● Brief:
Somewhere below are a line with "let exponential_base = 2u64.saturating_pow(attempt" and a later line with "let jitter = if". Output exactly those lines and all lines between them.

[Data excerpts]
__________________________________________________

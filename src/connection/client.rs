//! Public handle of a resilient connection.
//!
//! # Responsibilities
//! - Construct the control loop and open the first transport
//! - Synchronous `send`, `destroy` and status accessors
//! - Destroy on drop
//!
//! # Design Decisions
//! - The current transport is published through `ArcSwapOption`, so `send`
//!   and `status` read it without locking and without a round trip through
//!   the control loop
//! - `destroy` flips an atomic flag first; the loop checks it before every
//!   dispatch and every callback, which makes it safe from inside callbacks

use std::sync::atomic::{AtomicBool, AtomicU32, AtomicU64, Ordering};
use std::sync::Arc;
use arc_swap::ArcSwapOption;
use tokio::sync::Notify;
use tokio::task::JoinHandle;
use tracing::Instrument;
use uuid::Uuid;

use crate::connection::driver::Driver;
use crate::connection::handler::EventHandler;
use crate::connection::options::ConnectionConfig;
use crate::connection::state::{AtomicLifecycle, Generation, Lifecycle, ReadyState};
use crate::transport::{Connector, TransportHandle, WsConnector};

/// The transport currently owned by a connection.
pub(crate) struct Link {
    pub generation: Generation,
    pub transport: Box<dyn TransportHandle>,
}

/// State shared between the public handle and the control loop.
///
/// Only the control loop writes `link`, `lifecycle`, `attempts` and
/// `generation`; handles only read them (and clear `link` on destroy).
pub(crate) struct Shared {
    pub id: Uuid,
    pub link: ArcSwapOption<Link>,
    pub lifecycle: AtomicLifecycle,
    pub attempts: AtomicU32,
    pub generation: AtomicU64,
    destroyed: AtomicBool,
    wake: Notify,
}

impl Shared {
    fn new() -> Self {
        Self {
            id: Uuid::new_v4(),
            link: ArcSwapOption::empty(),
            lifecycle: AtomicLifecycle::new(Lifecycle::Connecting),
            attempts: AtomicU32::new(0),
            generation: AtomicU64::new(0),
            destroyed: AtomicBool::new(false),
            wake: Notify::new(),
        }
    }

    pub fn is_destroyed(&self) -> bool {
        self.destroyed.load(Ordering::Acquire)
    }

    /// Resolves once `destroy` has been called.
    pub async fn destroyed(&self) {
        self.wake.notified().await;
    }

    pub fn destroy(&self) {
        if self.destroyed.swap(true, Ordering::AcqRel) {
            return;
        }
        self.lifecycle.store(Lifecycle::Destroyed);
        self.close_link();
        self.wake.notify_one();
        tracing::debug!(client_id = %self.id, "Connection destroyed");
    }

    /// Close and drop the current transport, if any.
    pub fn close_link(&self) {
        if let Some(link) = self.link.swap(None) {
            link.transport.close();
        }
    }
}

/// Cloneable reference to a connection, for use inside callbacks or other
/// tasks. Unlike `ResilientConnection` it does not destroy on drop.
#[derive(Clone)]
pub struct ConnectionHandle {
    shared: Arc<Shared>,
}

impl ConnectionHandle {
    /// Transmit `payload` if the transport is open; otherwise drop it.
    ///
    /// Returns whether the payload was handed to the transport. Nothing is
    /// queued or retried.
    pub fn send(&self, payload: impl AsRef<str>) -> bool {
        if self.shared.is_destroyed() {
            return false;
        }
        let link = self.shared.link.load();
        match link.as_ref() {
            Some(link) if link.transport.ready_state() == ReadyState::Open => {
                link.transport.send(payload.as_ref())
            }
            _ => {
                tracing::debug!(client_id = %self.shared.id, "Transport not open, dropping payload");
                false
            }
        }
    }

    /// Close the transport and cancel both timers. Terminal and idempotent.
    pub fn destroy(&self) {
        self.shared.destroy();
    }

    /// Raw status of the current transport.
    pub fn status(&self) -> ReadyState {
        self.shared
            .link
            .load()
            .as_ref()
            .map(|link| link.transport.ready_state())
            .unwrap_or(ReadyState::Closed)
    }

    /// Logical state of the connection.
    pub fn lifecycle(&self) -> Lifecycle {
        self.shared.lifecycle.load()
    }

    /// Reconnect attempts since the last successful open.
    pub fn reconnect_attempts(&self) -> u32 {
        self.shared.attempts.load(Ordering::Acquire)
    }

    /// Generation of the current transport handle.
    pub fn generation(&self) -> u64 {
        self.shared.generation.load(Ordering::Acquire)
    }

    /// Identifier carried in this connection's tracing span.
    pub fn id(&self) -> Uuid {
        self.shared.id
    }
}

/// A logically continuous message channel over a replaceable transport.
///
/// Owns one transport handle at a time, a heartbeat timer and a reconnect
/// timer, all driven by a dedicated control-loop task. Dropping the value
/// destroys the connection.
pub struct ResilientConnection {
    handle: ConnectionHandle,
    driver: Option<JoinHandle<()>>,
}

impl ResilientConnection {
    /// Connect over WebSocket.
    ///
    /// # Panics
    /// Must be called from within a Tokio runtime.
    pub fn connect<H: EventHandler>(config: ConnectionConfig, handler: H) -> Self {
        Self::with_connector(config, WsConnector, handler)
    }

    /// Connect through an arbitrary transport.
    ///
    /// The first transport handle is opened before this returns, so
    /// `status()` reports `Connecting` immediately.
    ///
    /// # Panics
    /// Must be called from within a Tokio runtime.
    pub fn with_connector<C: Connector, H: EventHandler>(
        config: ConnectionConfig,
        connector: C,
        handler: H,
    ) -> Self {
        let shared = Arc::new(Shared::new());
        let span = tracing::info_span!("ws_client", client_id = %shared.id, url = %config.url);

        let mut driver = Driver::new(config, connector, handler, Arc::clone(&shared));
        span.in_scope(|| driver.start());
        let task = tokio::spawn(driver.run().instrument(span));

        Self {
            handle: ConnectionHandle { shared },
            driver: Some(task),
        }
    }

    /// A cloneable handle to this connection.
    pub fn handle(&self) -> ConnectionHandle {
        self.handle.clone()
    }

    /// See [`ConnectionHandle::send`].
    pub fn send(&self, payload: impl AsRef<str>) -> bool {
        self.handle.send(payload)
    }

    /// See [`ConnectionHandle::destroy`].
    pub fn destroy(&self) {
        self.handle.destroy();
    }

    /// Raw status of the current transport.
    pub fn status(&self) -> ReadyState {
        self.handle.status()
    }

    pub fn lifecycle(&self) -> Lifecycle {
        self.handle.lifecycle()
    }

    pub fn reconnect_attempts(&self) -> u32 {
        self.handle.reconnect_attempts()
    }

    pub fn generation(&self) -> u64 {
        self.handle.generation()
    }

    /// Destroy and wait for the control loop to exit.
    pub async fn shutdown(mut self) {
        self.handle.destroy();
        if let Some(task) = self.driver.take() {
            if let Err(e) = task.await {
                tracing::error!(client_id = %self.handle.shared.id, error = %e, "Control loop terminated abnormally");
            }
        }
    }
}

impl Drop for ResilientConnection {
    fn drop(&mut self) {
        self.handle.destroy();
    }
}
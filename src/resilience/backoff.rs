//! Reconnect delay policy.

use std::time::Duration;
use rand::Rng;

/// Lower bound on any reconnect delay, so a zero setting cannot spin.
pub const MIN_RECONNECT_DELAY: Duration = Duration::from_millis(10);

/// How long to wait before each reconnect attempt.
#[derive(Debug, Clone, Copy, PartialEq, Eq)]
pub enum ReconnectPolicy {
    /// Same delay before every attempt.
    Fixed(Duration),
    /// Doubling delay starting at `base`, capped at `max`, with up to 10% jitter.
    Exponential { base: Duration, max: Duration },
}

impl ReconnectPolicy {
    /// Delay before the given attempt (1 for the first reconnect), never
    /// below `MIN_RECONNECT_DELAY`.
    pub fn delay(&self, attempt: u32) -> Duration {
        let delay = match *self {
            ReconnectPolicy::Fixed(delay) => delay,
            ReconnectPolicy::Exponential { base, max } => calculate_backoff(
                attempt.max(1),
                base.as_millis() as u64,
                max.as_millis() as u64,
            ),
        };
        delay.max(MIN_RECONNECT_DELAY)
    }
}

impl Default for ReconnectPolicy {
    fn default() -> Self {
        ReconnectPolicy::Fixed(Duration::from_secs(10))
    }
}

/// Calculate exponential backoff delay with jitter.
pub fn calculate_backoff(attempt: u32, base_ms: u64, max_ms: u64) -> Duration {
    if attempt == 0 {
        return Duration::from_millis(0);
    }

    let exponential_base = 2u64.saturating_pow(attempt - 1);
    let delay_ms = base_ms.saturating_mul(exponential_base);
    let capped_delay = delay_ms.min(max_ms);

    // Apply jitter (0 to 10% of the delay)
    let jitter_range = capped_delay / 10;
    let jitter = if jitter_range > 0 {
        rand::thread_rng().gen_range(0..jitter_range)
    } else {
        0
    };

    Duration::from_millis(capped_delay + jitter)
}

#[cfg(test)]
mod tests {
    use super::*;

    #[test]
    fn test_backoff_calculation() {
        let b1 = calculate_backoff(1, 100, 2000);
        assert!(b1.as_millis() >= 100 && b1.as_millis() < 110);

        let b2 = calculate_backoff(2, 100, 2000);
        assert!(b2.as_millis() >= 200 && b2.as_millis() < 220);

        let max = calculate_backoff(10, 100, 1000);
        assert!(max.as_millis() >= 1000 && max.as_millis() < 1100);
    }

    #[test]
    fn fixed_policy_ignores_attempt() {
        let policy = ReconnectPolicy::Fixed(Duration::from_secs(10));
        assert_eq!(policy.delay(1), Duration::from_secs(10));
        assert_eq!(policy.delay(7), Duration::from_secs(10));
    }

    #[test]
    fn exponential_policy_grows_then_caps() {
        let policy = ReconnectPolicy::Exponential {
            base: Duration::from_secs(1),
            max: Duration::from_secs(8),
        };
        assert!(policy.delay(1) >= Duration::from_secs(1));
        assert!(policy.delay(3) >= Duration::from_secs(4));
        let capped = policy.delay(20);
        assert!(capped >= Duration::from_secs(8) && capped < Duration::from_millis(8800));
    }

    #[test]
    fn zero_delays_are_raised_to_the_floor() {
        assert_eq!(ReconnectPolicy::Fixed(Duration::ZERO).delay(1), MIN_RECONNECT_DELAY);
        let policy = ReconnectPolicy::Exponential {
            base: Duration::ZERO,
            max: Duration::ZERO,
        };
        assert_eq!(policy.delay(4), MIN_RECONNECT_DELAY);
    }

    #[test]
    fn default_is_ten_second_fixed() {
        assert_eq!(ReconnectPolicy::default(), ReconnectPolicy::Fixed(Duration::from_secs(10)));
    }
}
//! Resilient WebSocket client library.
//!
//! Keeps a logically continuous text channel over a replaceable transport:
//! heartbeats detect dead connections, bounded reconnects recover from them.

pub mod config;
pub mod connection;
pub mod lifecycle;
pub mod observability;
pub mod resilience;
pub mod transport;

pub use config::ClientConfig;
pub use connection::{
    Callbacks, ConnectionConfig, ConnectionError, ConnectionHandle, EventHandler, Lifecycle,
    ReadyState, ResilientConnection,
};
pub use resilience::ReconnectPolicy;
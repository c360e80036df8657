//! Tabular Q-learning for a two-action blackjack variant
//!
//! This crate provides:
//! - A blackjack environment (stand/hit only, dealer hits soft 17) with a
//!   multi-deck shoe and forced starting hands for exploring starts
//! - A dense state encoding over (player total, softness, dealer upcard)
//! - A tabular Q-learning agent with harmonic learning-rate and exploration
//!   decay
//! - A batch trainer that simulates episodes in parallel and applies updates
//!   sequentially in a fixed order
//! - Greedy policy tables with a line-oriented text format, an evaluation
//!   harness and CSV export

pub mod blackjack;
pub mod cli;
pub mod error;
pub mod export;
pub mod logging;
pub mod pipeline;
pub mod policy;
pub mod ports;
pub mod q_learning;

pub use blackjack::{Action, Card, Environment, State, StateIndex};
pub use error::{Error, Result};
pub use pipeline::{Trainer, TrainingConfig};
pub use policy::StrategyTable;
pub use q_learning::QLearningAgent;
//! Fixed reference strategies

use rand::{Rng, SeedableRng, rngs::StdRng};

use crate::{
    Result,
    blackjack::{Action, State},
    ports::Strategy,
};

/// Never draws a card.
#[derive(Debug, Clone, Copy, Default)]
pub struct StandStrategy;

impl Strategy for StandStrategy {
    fn decide(&mut self, _state: State) -> Result<Action> {
        Ok(Action::Stand)
    }

    fn name(&self) -> &str {
        "stand"
    }
}

/// Hits or stands with equal probability.
#[derive(Debug, Clone)]
pub struct RandomStrategy {
    rng: StdRng,
}

impl RandomStrategy {
    pub fn new(seed: Option<u64>) -> Self {
        let rng = match seed {
            Some(seed) => StdRng::seed_from_u64(seed),
            None => StdRng::from_rng(&mut rand::rng()),
        };
        Self { rng }
    }
}

impl Strategy for RandomStrategy {
    fn decide(&mut self, _state: State) -> Result<Action> {
        Ok(if self.rng.random_bool(0.5) {
            Action::Hit
        } else {
            Action::Stand
        })
    }

    fn name(&self) -> &str {
        "random"
    }
}
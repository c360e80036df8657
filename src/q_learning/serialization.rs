//! Serialization support for trained Q-learning agents.

use std::{
    fs::File,
    io::{BufReader, BufWriter},
    num::NonZeroU64,
    path::Path,
};

use anyhow::{Context, Result, anyhow};
use serde::{Deserialize, Serialize};

use crate::q_learning::agent::{AgentState, QLearningAgent};

/// How an agent was trained.
#[derive(Debug, Clone, Default, PartialEq, Eq, Serialize, Deserialize)]
pub struct TrainingMetadata {
    /// Number of completed training timesteps
    pub timesteps_trained: u64,
    /// Total episodes simulated
    pub episodes_trained: u64,
    /// Episodes per timestep
    pub episodes_per_step: usize,
    /// Decks in the training shoe
    pub deck_count: usize,
    /// Random seed used (if any)
    pub seed: Option<u64>,
}

#[derive(Debug, Clone, Serialize, Deserialize)]
pub struct SavedAgent {
    pub version: u32,
    state: AgentState,
    pub metadata: TrainingMetadata,
}

impl SavedAgent {
    pub const VERSION: u32 = 1;

    pub fn from_agent(agent: &QLearningAgent, metadata: TrainingMetadata) -> Self {
        Self {
            version: Self::VERSION,
            state: agent.export_state(),
            metadata,
        }
    }

    pub fn to_agent(&self) -> Result<QLearningAgent> {
        if self.version != Self::VERSION {
            return Err(anyhow!(
                "Unsupported agent save format version: {}. Expected {}",
                self.version,
                Self::VERSION
            ));
        }
        QLearningAgent::from_state(self.state.clone()).context("Saved Q-table is malformed")
    }

    /// Timestep a resumed training run should start from.
    pub fn next_timestep(&self) -> NonZeroU64 {
        NonZeroU64::MIN.saturating_add(self.metadata.timesteps_trained)
    }

    pub fn save_to_file<P: AsRef<Path>>(&self, path: P) -> Result<()> {
        let file = File::create(path.as_ref())
            .with_context(|| format!("Failed to create file: {}", path.as_ref().display()))?;
        let mut writer = BufWriter::new(file);

        rmp_serde::encode::write(&mut writer, self).context("Failed to serialize agent")?;

        Ok(())
    }

    pub fn load_from_file<P: AsRef<Path>>(path: P) -> Result<Self> {
        let file = File::open(path.as_ref())
            .with_context(|| format!("Failed to open file: {}", path.as_ref().display()))?;
        let reader = BufReader::new(file);

        rmp_serde::decode::from_read(reader).context("Failed to deserialize agent")
    }
}
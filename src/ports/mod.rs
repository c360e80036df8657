//! Ports (trait boundaries) between the training core and its consumers.
//!
//! The core owns these traits; progress bars, metrics collectors and
//! strategy baselines implement them.

pub mod observer;
pub mod strategy;

pub use observer::Observer;
pub use strategy::Strategy;
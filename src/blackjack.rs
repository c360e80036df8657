//! Two-action blackjack: cards, shoe, state encoding and the environment

pub mod card;
pub mod env;
pub mod hand;
pub mod shoe;
pub mod state;

pub use card::Card;
pub use env::{DealerPhase, Environment};
pub use hand::{Hand, HandValue};
pub use shoe::Shoe;
pub use state::{Action, STATE_DIM, State, StateIndex};
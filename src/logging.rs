//! Logging setup for the command-line binary
//!
//! Library code only emits `tracing` events; installing a subscriber is left
//! to the binary. Logs go to stderr so tables printed on stdout stay clean.

use tracing::Level;
use tracing_subscriber::{EnvFilter, fmt};

/// Install a global fmt subscriber.
///
/// `RUST_LOG` wins when set; otherwise the level is `info`, or `debug` with
/// `verbose`.
pub fn init_logging(verbose: bool) {
    let level = if verbose { Level::DEBUG } else { Level::INFO };
    let filter =
        EnvFilter::try_from_default_env().unwrap_or_else(|_| EnvFilter::new(level.as_str()));

    let subscriber = fmt::Subscriber::builder()
        .with_env_filter(filter)
        .with_target(false)
        .with_writer(std::io::stderr)
        .finish();

    // Ignore error if a global subscriber is already set (e.g., when running in tests)
    let _ = tracing::subscriber::set_global_default(subscriber);
}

__________________________________________________

● Response for this exercise:
    let exponential_base = 2u64.saturating_pow(attempt - 1);
    let delay_ms = base_ms.saturating_mul(exponential_base);
    let capped_delay = delay_ms.min(max_ms);

    // Apply jitter (0 to 10% of the delay)
    let jitter_range = capped_delay / 10;
    let jitter = if jitter_range > 0 {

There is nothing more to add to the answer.